I came across these facts about abusive relationships, and I couldn’t agree more:

  1. It is not always loud. It is not always obvious. The poison seeps in quietly and slowly.
  2. Love is not draining. Love is not tiring. That is not how it is supposed to be.
  3. Apologies are like band-aids. Soon enough, you’ll bleed again.
  4. This is not your fault. You did not turn them into this. It is how they are, how they have always been.
  5. There will be fewer good days than bad days. The good days will be so amazing that it will feel like everything else is better than it is. Your mind will be playing tricks on you as your heart is trying to convince itself that it made the right choice.
  6. They do not love you. That is not love.

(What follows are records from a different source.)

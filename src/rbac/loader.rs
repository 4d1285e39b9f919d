use std::collections::HashMap;
use std::path::Path;

use crate::rbac::errors::RbacError;
use crate::rbac::policy::parse_kdl_document;
use crate::rbac::types::*;
use crate::rbac::RoleHierarchy;

/// Load a KDL hierarchy file and compile it into an immutable `RoleHierarchy`.
pub fn load_hierarchy(path: &Path) -> Result<RoleHierarchy, RbacError> {
    let contents =
        std::fs::read_to_string(path).map_err(|source| RbacError::HierarchyLoadError {
            path: path.display().to_string(),
            source,
        })?;
    let parsed = parse_kdl_document(&contents)?;
    let hierarchy = compile_hierarchy(parsed)?;

    tracing::info!(
        path = %path.display(),
        roles = hierarchy.roles().len(),
        routes = hierarchy.routes().len(),
        "Loaded role hierarchy"
    );

    Ok(hierarchy)
}

/// Resolve role names, check levels and route references.
pub fn compile_hierarchy(parsed: ParsedHierarchy) -> Result<RoleHierarchy, RbacError> {
    let mut levels: HashMap<Role, u32> = HashMap::new();

    for def in parsed.roles {
        let role: Role = def
            .name
            .parse()
            .map_err(|_| RbacError::UnknownRole(def.name.clone()))?;

        let level = u32::try_from(def.level)
            .ok()
            .filter(|l| *l > 0 && *l < crate::rbac::UNKNOWN_REQUIRED_LEVEL)
            .ok_or_else(|| RbacError::InvalidLevel {
                role: def.name.clone(),
                level: def.level.to_string(),
            })?;

        if levels.insert(role, level).is_some() {
            return Err(RbacError::InvalidHierarchy(format!(
                "role `{role}` is defined more than once"
            )));
        }
    }

    if levels.is_empty() {
        return Err(RbacError::InvalidHierarchy(
            "hierarchy defines no roles".into(),
        ));
    }

    let mut routes = Vec::with_capacity(parsed.routes.len());
    for def in parsed.routes {
        if !def.prefix.starts_with('/') {
            return Err(RbacError::InvalidHierarchy(format!(
                "route `{}` must start with `/`",
                def.prefix
            )));
        }
        let role: Role = def
            .requires
            .parse()
            .map_err(|_| RbacError::UnknownRole(def.requires.clone()))?;
        if !levels.contains_key(&role) {
            return Err(RbacError::InvalidHierarchy(format!(
                "route `{}` requires `{role}`, which has no level in this hierarchy",
                def.prefix
            )));
        }
        let key = def.prefix.trim_end_matches('/');
        if routes
            .iter()
            .any(|r: &RouteRequirement| r.prefix.trim_end_matches('/') == key)
        {
            return Err(RbacError::InvalidHierarchy(format!(
                "route `{}` is defined more than once",
                def.prefix
            )));
        }
        routes.push(RouteRequirement {
            prefix: def.prefix,
            role,
        });
    }

    Ok(RoleHierarchy::from_parts(levels, routes))
}
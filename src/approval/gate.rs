use std::sync::Arc;
use std::time::Duration;

use serde_json::Value;

use crate::approval::engine::DecisionEngine;
use crate::approval::errors::{ApprovalError, EngineFailure};
use crate::approval::types::{ApprovalDecision, ApprovalRequest};
use crate::approval::validate;

/// Validation and delegation boundary in front of the decision engine.
///
/// The engine's verdict is returned exactly as received. Any failure to get
/// one is surfaced as an error; the gate never produces a verdict of its own.
#[derive(Clone)]
pub struct ApprovalGate {
    engine: Arc<dyn DecisionEngine>,
    timeout: Duration,
}

impl ApprovalGate {
    pub fn new(engine: Arc<dyn DecisionEngine>, timeout: Duration) -> Self {
        Self { engine, timeout }
    }

    pub fn timeout(&self) -> Duration {
        self.timeout
    }

    /// Validate JSON-shaped input, then delegate. Invalid input never reaches the engine.
    pub async fn evaluate(&self, input: &Value) -> Result<ApprovalDecision, ApprovalError> {
        let request = validate::parse_request(input).map_err(|err| {
            tracing::warn!(fields = ?err.field_names(), "rejected malformed approval request");
            err
        })?;
        self.evaluate_request(&request).await
    }

    /// Delegate an already-typed request.
    pub async fn evaluate_request(
        &self,
        request: &ApprovalRequest,
    ) -> Result<ApprovalDecision, ApprovalError> {
        let decision = match tokio::time::timeout(self.timeout, self.engine.decide(request)).await
        {
            Ok(result) => result,
            Err(_) => Err(EngineFailure::Timeout {
                after_ms: u64::try_from(self.timeout.as_millis()).unwrap_or(u64::MAX),
            }),
        };

        match decision {
            Ok(decision) => {
                tracing::info!(
                    entity = %request.entity.id,
                    approval_type = %request.approval_type,
                    decision = ?decision.decision,
                    manual_review = decision.requires_manual_review,
                    "approval decided"
                );
                Ok(decision)
            }
            Err(failure) => {
                tracing::warn!(
                    entity = %request.entity.id,
                    approval_type = %request.approval_type,
                    error = %failure,
                    "decision engine failed"
                );
                Err(failure.into())
            }
        }
    }
}

impl std::fmt::Debug for ApprovalGate {
    fn fmt(&self, f: &mut std::fmt::Formatter<'_>) -> std::fmt::Result {
        f.debug_struct("ApprovalGate")
            .field("timeout", &self.timeout)
            .finish_non_exhaustive()
    }
}
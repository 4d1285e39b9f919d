//! Auto-approval gate: validates approval requests at the boundary and
//! delegates the verdict to an external decision engine.

pub mod engine;
pub mod errors;
pub mod gate;
pub mod types;
pub mod validate;
pub mod web;

pub use gate::ApprovalGate;
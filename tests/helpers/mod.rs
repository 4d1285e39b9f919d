#![allow(dead_code)]

pub mod builders;
pub mod engines;

pub use builders::*;
pub use engines::*;
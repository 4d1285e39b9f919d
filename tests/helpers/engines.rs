use std::sync::{Arc, Mutex};

use axum::routing::post;
use axum::{Json, Router};
use fundgate::approval::engine::DecisionEngine;
use fundgate::approval::errors::EngineFailure;
use fundgate::approval::types::{ApprovalDecision, ApprovalRequest, Verdict};
use serde_json::{json, Value};

pub fn decision(verdict: Verdict, reason: &str, manual: bool) -> ApprovalDecision {
    ApprovalDecision {
        decision: verdict,
        reason: reason.to_string(),
        requires_manual_review: manual,
    }
}

/// In-process engine double that records what it was asked.
pub struct RecordingEngine {
    seen: Mutex<Vec<ApprovalRequest>>,
    reply: Result<ApprovalDecision, EngineFailure>,
}

impl RecordingEngine {
    pub fn replying(reply: Result<ApprovalDecision, EngineFailure>) -> Arc<Self> {
        Arc::new(Self {
            seen: Mutex::new(Vec::new()),
            reply,
        })
    }

    pub fn calls(&self) -> Vec<ApprovalRequest> {
        self.seen.lock().unwrap().clone()
    }
}

#[async_trait::async_trait]
impl DecisionEngine for RecordingEngine {
    async fn decide(&self, request: &ApprovalRequest) -> Result<ApprovalDecision, EngineFailure> {
        self.seen.lock().unwrap().push(request.clone());
        self.reply.clone()
    }
}

/// Flow server stand-in listening on an ephemeral port.
///
/// Answers every call with `{"result": reply}` and keeps the raw bodies it received.
pub struct FlowServer {
    pub endpoint: String,
    bodies: Arc<Mutex<Vec<Value>>>,
}

impl FlowServer {
    pub async fn start(reply: Value) -> Self {
        let bodies: Arc<Mutex<Vec<Value>>> = Arc::new(Mutex::new(Vec::new()));
        let captured = bodies.clone();
        let app = Router::new().route(
            "/autoApprovalFlow",
            post(move |Json(body): Json<Value>| {
                let captured = captured.clone();
                let reply = reply.clone();
                async move {
                    captured.lock().unwrap().push(body);
                    Json(json!({ "result": reply }))
                }
            }),
        );

        let listener = tokio::net::TcpListener::bind("127.0.0.1:0")
            .await
            .expect("Failed to bind flow server");
        let addr = listener.local_addr().expect("Failed to read local addr");
        tokio::spawn(async move {
            axum::serve(listener, app).await.expect("Flow server crashed");
        });

        Self {
            endpoint: format!("http://{addr}/autoApprovalFlow"),
            bodies,
        }
    }

    pub fn bodies(&self) -> Vec<Value> {
        self.bodies.lock().unwrap().clone()
    }
}
//! fundgate - role hierarchy evaluation and auto-approval gating
//!
//! The two decision points of the crowdfunding platform's backend: whether a
//! caller's role is high enough for a protected action, and the validation
//! boundary in front of the external engine that approves projects,
//! investments, payouts, KYC outcomes, documents and role upgrades.
//! All modules are public for testing.

pub mod approval;
pub mod errors;
pub mod rbac;
pub mod settings;
pub mod web;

  7. You are not wrong for wanting to run, so do it. Listen to your instincts.
  8. You will let them come back again and again before you realize that they only change long enough for you to let them in one more time.
  9. Females between the ages of 16 and 24 are roughly three times more likely than the rest of the population to be abused by an intimate partner.
  10. Listen to and believe your loved one. Allow them to control their own lives. If your loved one does not want to stay, do not force them to.

That day in church, the session was coined, END IT NOW.